Toutes les filles de Ravenclaws reculèrent d'un pas en voyant la pointe de sadisme pure dans les yeux d'Alice. Une seule penser leurs vinrent à l'esprit en voyant cela. « Y a pas à dire le génie et la folie ça va de pair, mais on a bons être prévenus ça fait peur quand même. »

Dans le dortoir des Hupplepuffs.

Diane : putain on se les pèle ici, ce n'est pas permit.

Madeline : ne t'en fais pas on a prévus les pyjamas spéciaux.

Diane : Ah oui ce qui tiennent bien chaud.

Se trouvant devant leurs valises et commençant à les défaire pour sortir leurs pyjamas, Diane commence légèrement à pâlir à la vue d'un truc jaune.

Madeline : Oh un pikachu, vite capture le.

Diane : dites-moi que c'est une blague ce n'est pas ce que j'ai mis dans ma valise… c'est forcément un coup des deux autres.

Susan Bones : ce n'est pas bien d'accuser sans preuve.

Madeline : Non mais là c'est avec raison.

Pendant ce temps elle extirpe de sa valise un pyjama vert batracien.

Diane : Dit moi que ce n'est pas ce que je pense.

Madeline : je ne sais pas à quoi tu penses.

Nyark nyark…

Auteur : nous sommes cruelles. Mais à quoi pense-t-elle ? à suivre…

Bonus 2

La plupart d'entre nous savons que la vengeance est un plat qui se mange froid mais tout le monde ne fait pas confiance à la sagesse des anciens. Diane qui ne digère pas sa répartition prépare un mauvais coup.
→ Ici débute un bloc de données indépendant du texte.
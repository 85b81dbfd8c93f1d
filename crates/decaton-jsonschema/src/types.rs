// crates/decaton-jsonschema/src/types.rs
// ============================================================================
// Module: Schema Artifact Types
// Description: Shared data models for generated schema artifacts.
// Purpose: Carry rendered documents between building and writing.
// Dependencies: serde_json
// ============================================================================

//! ## Overview
//! A [`SchemaBundle`] holds one [`SchemaArtifact`] per (draft, policy)
//! combination, in output order.

// ============================================================================
// SECTION: Imports
// ============================================================================

use serde_json::Value;

use crate::draft::AdditionalProperties;
use crate::draft::SchemaDraft;

// ============================================================================
// SECTION: Artifacts
// ============================================================================

/// One generated schema document with its serialized bytes.
///
/// # Invariants
/// - When produced by [`crate::SchemaBuilder`], `bytes` is the canonical
///   pretty serialization of `document`, and `file_name` is derived from
///   `draft` and `policy`.
#[derive(Debug, Clone, PartialEq, Eq)]
pub struct SchemaArtifact {
    /// Output file name, relative to the output directory.
    pub file_name: String,
    /// Target draft.
    pub draft: SchemaDraft,
    /// Additional-properties policy.
    pub policy: AdditionalProperties,
    /// Assembled schema document.
    pub document: Value,
    /// Serialized file content.
    pub bytes: Vec<u8>,
}

/// Every generated schema for one registry.
///
/// # Invariants
/// - When produced by [`crate::SchemaBuilder`], artifacts are ordered by draft
///   and then by policy, and file names are unique.
#[derive(Debug, Clone, PartialEq, Eq)]
pub struct SchemaBundle {
    /// Generated artifacts.
    pub artifacts: Vec<SchemaArtifact>,
}

impl SchemaBundle {
    /// Returns the artifact for a combination.
    #[must_use]
    pub fn get(&self, draft: SchemaDraft, policy: AdditionalProperties) -> Option<&SchemaArtifact> {
        self.artifacts.iter().find(|artifact| artifact.draft == draft && artifact.policy == policy)
    }

    /// Returns the artifact file names in output order.
    #[must_use]
    pub fn file_names(&self) -> Vec<&str> {
        self.artifacts.iter().map(|artifact| artifact.file_name.as_str()).collect()
    }
}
Elle n'a même pas le temps d'entrée en action et de poser les bases de son plan qu'elle se fait déjà griller par un blaireau de première année. Résignée et décidée à ne laisser aucun témoin gênant, elle l'embarque dans son délire et lui demande de faire le guet.

Première année : « Je ne sais si je pourrais, je ne suis pas attiré par les garçons. »

Diane : « Pas ce gay-là ! »

Première année : « Mais je ne me sens pas particulièrement joyeux. »

Diane : « L'autre guet.»

Première année : « Parce qu'il y en a un autre ? »

Diane : « Je veux que tu montes la garde.»

La pauvre elle n'est vraiment pas aidée.